Quantitative Aptitude for Bank Exams – H.C.F and L.C.M

Quantitative Aptitude for Bank Exams H.C.F and L.C.M

Quantitative Aptitude for Bank Exams – H.C.F and L.C.M

H.C.F and L.C.M for Quantitative Aptitude for Bank Exams – The concept of H.C.F and L.C.M is important from competitive exams point of view in which are given two or more numbers of which we have to find Highest Common Factor and Least Common Multiple which can be calculated either by Factorization method or division method.

  1. What are the Factors and Multiples:

If a number x divides another number y exactly, then we can say is the factor of y.

Example: Factors of 12 are 1, 2, 3, 4, 6, and 12.

On the other hand, multiple of a number is its table itself.

Example: Multiples of 4 are 4, 8, 12, 16, …..

 

  1. Highest Common Factor (H.C.F.) or Greatest Common Divisor (G.C.D.):

The H.C.F. of two or more than two numbers is the greatest number that divides each of the numbers exactly.

There are two methods of calculating the H.C.F. of numbers:

  • Factorization Method: In this method, all the given numbers are expressed as the product of their prime factors & then calculating the product of its least powers of common prime factors will give H.C.F.
  • Division Method: Divide the larger by the smaller one then; divide the divisor by the remainder. Repeat this process of dividing the preceding number by the remainder till zero is obtained as remainder. The last divisor is our H.C.F.

 

Calculating the H.C.F. of more than two numbers: Let us assume we have to find the H.C.F. of three numbers, so, H.C.F. of [(H.C.F. of any two) and (the third number)] gives the H.C.F. of three given number. In the same way, we can get the H.C.F. of more than three numbers.

 

  1. Least Common Multiple (L.C.M.):

L.C.M is the least number which is exactly divisible by each one of the given numbers is called their L.C.M.

There are two methods of calculating the L.C.M. of numbers:

  • Factorization Method: Expressing each one of the given numbers into the product of its prime factors. Then, a product of the highest powers of all the factors gives L.C.M.
  • Division Method (short-cut): Arrange the given numbers in a row in any order & divide them by the smallest number which divides at least two of the given numbers exactly and carries forward the numbers which are not divisible.
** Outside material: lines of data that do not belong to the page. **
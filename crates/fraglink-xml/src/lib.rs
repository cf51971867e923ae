//! Loading and saving of multi-fragment Capella models.
//!
//! [`load_model`] reads a root model file together with every fragment file
//! found below its directory into a [`fraglink_core::Model`].
//! [`save_model`] writes the fragments that changed back through a
//! [`FileSink`].
//!
//! Serialization is conservative: start tags, attribute values and text
//! that were not modified are written back exactly as they were read, so a
//! load/save cycle without changes reproduces the input byte for byte.

mod error;
mod reader;
mod writer;

pub use error::{LoadError, SaveError};
pub use reader::{load_model, parse_fragment};
pub use writer::{FileSink, WorktreeSink, save_model, write_fragment};
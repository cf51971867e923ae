//! Error types for loading and saving models.

use std::{io, path::PathBuf};

use thiserror::Error;

/// Errors raised while reading model files.
#[derive(Debug, Error)]
pub enum LoadError {
    #[error("Failed to read {path}: {source}")]
    Io {
        path: PathBuf,
        #[source]
        source: io::Error,
    },

    #[error("Malformed XML in {path} at byte {position}: {source}")]
    Xml {
        path: PathBuf,
        position: usize,
        #[source]
        source: quick_xml::Error,
    },

    #[error("Malformed XML in {path} at byte {position}: {message}")]
    Structure {
        path: PathBuf,
        position: usize,
        message: String,
    },

    #[error("Not a model file: {0}")]
    NotAModel(PathBuf),
}

/// Errors raised while persisting model files.
#[derive(Debug, Error)]
pub enum SaveError {
    #[error("Failed to write {path}: {source}")]
    Write {
        path: PathBuf,
        #[source]
        source: io::Error,
    },

    #[error("Failed to stage {path}: {message}")]
    Stage { path: PathBuf, message: String },
}
//! UI components

mod binding;
mod choice_button;
pub mod editors;
mod main_view;
mod main_window;
mod runner;
mod settings_view;
mod size_range;

pub use choice_button::MultipleChoiceButton;
pub use editors::{factory_for, WidgetFactory};
pub use main_view::MainView;
pub use main_window::{MainWindow, View};
pub use runner::GlibRunner;
pub use settings_view::{SettingsView, SETTINGS_VIEW_NAME};
pub use size_range::SizeRangeWidget;
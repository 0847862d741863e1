//! Settings screen
//!
//! One framed list per section, one row per key. The rows are generated from
//! the settings schema; the Apply and Reset to defaults buttons live in the
//! header bar while the screen is shown.

use gtk4::glib;
use gtk4::prelude::*;
use gtk4::{
    Align, Button, Frame, Grid, Label, ListBox, ListBoxRow, Orientation, PolicyType,
    ScrolledWindow, SelectionMode, Separator, Widget,
};
use log::debug;
use shredder_core::{build_form, FormEntry, ScreenShell, Settings, SettingsController};
use shredder_types::capitalize;
use std::cell::{Cell, RefCell};
use std::collections::HashMap;
use std::rc::{Rc, Weak};

use super::editors::factory_for;
use super::main_window::{MainWindow, View};
use super::runner::GlibRunner;

pub const SETTINGS_VIEW_NAME: &str = "settings";

/// Header buttons of the settings screen
struct HeaderActions {
    window: Weak<MainWindow>,
    apply: Button,
    reset: Button,
}

impl ScreenShell for HeaderActions {
    fn show_actions(&self) {
        if let Some(window) = self.window.upgrade() {
            window.add_header_widget(&self.apply, Align::End);
            window.add_header_widget(&self.reset, Align::Start);
        }
    }

    fn hide_actions(&self) {
        if let Some(window) = self.window.upgrade() {
            window.remove_header_widget(&self.apply);
            window.remove_header_widget(&self.reset);
        }
    }

    fn set_actions_sensitive(&self, sensitive: bool) {
        self.apply.set_sensitive(sensitive);
        self.reset.set_sensitive(sensitive);
    }

    fn switch_to_previous(&self) {
        if let Some(window) = self.window.upgrade() {
            window.switch_to_previous();
        }
    }
}

pub struct SettingsView {
    scrolled: ScrolledWindow,
    grid: Grid,
    /// Section lists by lower-cased name
    sections: RefCell<HashMap<String, ListBox>>,
    next_row: Cell<i32>,
    controller: Rc<SettingsController>,
}

impl SettingsView {
    pub fn new(settings: &Settings, window: &Rc<MainWindow>) -> Rc<Self> {
        let grid = Grid::new();
        grid.set_row_spacing(6);
        grid.set_margin_start(30);
        grid.set_margin_end(40);
        grid.set_margin_top(5);
        grid.set_margin_bottom(15);

        let scrolled = ScrolledWindow::new();
        scrolled.set_policy(PolicyType::Never, PolicyType::Automatic);
        scrolled.set_vexpand(true);
        scrolled.set_child(Some(&grid));

        let apply = Button::with_label("Apply");
        apply.add_css_class("suggested-action");
        let reset = Button::with_label("Reset to defaults");
        reset.add_css_class("destructive-action");

        let shell = Rc::new(HeaderActions {
            window: Rc::downgrade(window),
            apply: apply.clone(),
            reset: reset.clone(),
        });
        let controller =
            SettingsController::new(settings.clone(), shell, Rc::new(GlibRunner::new()));

        let weak = Rc::downgrade(&controller);
        apply.connect_clicked(move |_| {
            if let Some(controller) = weak.upgrade() {
                controller.apply();
            }
        });
        let weak = Rc::downgrade(&controller);
        reset.connect_clicked(move |_| {
            if let Some(controller) = weak.upgrade() {
                controller.reset_to_defaults();
            }
        });

        let view = Rc::new(Self {
            scrolled,
            grid,
            sections: RefCell::new(HashMap::new()),
            next_row: Cell::new(0),
            controller,
        });
        view.fill_from_settings(settings);
        view
    }

    /// Generate a row for every editable key of the schema
    fn fill_from_settings(&self, settings: &Settings) {
        let sections = build_form(settings.schema(), |kind, key, summary, description| {
            factory_for(kind)(settings, &key.name, summary, description)
        });

        for section in sections {
            self.append_section(&section.name);
            for entry in &section.entries {
                self.append_entry(entry);
            }
        }
        debug!("Settings view holds {} sections", self.sections.borrow().len());
    }

    fn append_section(&self, name: &str) {
        let title = Label::new(None);
        title.set_markup(&format!(
            "<b>{}:</b>",
            glib::markup_escape_text(&capitalize(name))
        ));
        title.set_halign(Align::Start);
        title.set_margin_top(if self.next_row.get() == 0 { 10 } else { 20 });

        let list = ListBox::new();
        list.set_selection_mode(SelectionMode::None);

        let frame = Frame::new(None);
        frame.set_hexpand(true);
        frame.set_child(Some(&list));

        let row = self.next_row.get();
        self.grid.attach(&title, 0, row, 1, 1);
        self.grid.attach(&frame, 0, row + 1, 1, 1);
        self.next_row.set(row + 2);

        self.sections.borrow_mut().insert(name.to_lowercase(), list);
    }

    fn append_entry(&self, entry: &FormEntry<Widget>) {
        let sections = self.sections.borrow();
        let Some(list) = sections.get(&entry.section.to_lowercase()) else {
            return;
        };

        if list.first_child().is_some() {
            let separator_row = ListBoxRow::new();
            separator_row.set_activatable(false);
            separator_row.set_selectable(false);
            separator_row.set_child(Some(&Separator::new(Orientation::Horizontal)));
            list.append(&separator_row);
        }

        let row_grid = Grid::new();
        row_grid.set_column_spacing(12);
        row_grid.set_margin_start(10);
        row_grid.set_margin_end(10);
        row_grid.set_margin_top(6);
        row_grid.set_margin_bottom(6);

        let summary = Label::new(Some(entry.summary.as_str()));
        summary.set_halign(Align::Start);
        summary.set_hexpand(true);
        row_grid.attach(&summary, 0, 0, 1, 1);

        let description = Label::new(None);
        if let Some(text) = &entry.description {
            description.set_markup(&description_markup(text));
        }
        description.add_css_class("dim-label");
        description.set_halign(Align::Start);
        description.set_wrap(true);
        description.set_xalign(0.0);
        row_grid.attach(&description, 0, 1, 1, 1);

        entry.widget.set_halign(Align::End);
        row_grid.attach(&entry.widget, 1, 0, 1, 2);

        let row = ListBoxRow::new();
        row.set_activatable(false);
        row.set_child(Some(&row_grid));
        list.append(&row);
    }
}

/// Small print markup for a key description
fn description_markup(description: &str) -> String {
    format!("<small>{}</small>", glib::markup_escape_text(description))
}

impl View for SettingsView {
    fn name(&self) -> &str {
        SETTINGS_VIEW_NAME
    }

    fn title(&self) -> &str {
        "Settings"
    }

    fn sub_title(&self) -> &str {
        "Configure how duplicates are searched"
    }

    fn widget(&self) -> Widget {
        self.scrolled.clone().upcast()
    }

    fn on_view_enter(&self) {
        self.controller.enter();
    }

    fn on_view_leave(&self) {
        self.controller.leave();
    }
}

#[cfg(test)]
mod tests {
    use super::*;

    #[test]
    fn test_description_markup_escapes_text() {
        assert_eq!(
            description_markup("a & b <c>"),
            "<small>a &amp; b &lt;c&gt;</small>"
        );
        assert_eq!(
            description_markup("How file contents are compared"),
            "<small>How file contents are compared</small>"
        );
    }
}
Repeat the same process till no number is further divisible except no 1. The product of the divisors and the undivided numbers is the L.C.M. of the given numbers.

 

  1. A product of H.C.F. and L.C.M = Product of two numbers.

 

  1. Co-primes: Co-primes are set of two numbers whose H.C.F. is 1.

 

 

  1. C.F. and L.C.M. of Fractions:

1. H.C.F. = H.C.F. of Numerators/L.C.M. of Denominators

2. L.C.M. = L.C.M. of Numerators/H.C.F. of Denominators

 

  1. C.F. and L.C.M. of Decimal numbers:

H.C.F and L.C.M of decimal numbers can be calculated by converting the decimal numbers into fractions & then following the same approach of finding the H.C.F and L.C.M of fractions as given above.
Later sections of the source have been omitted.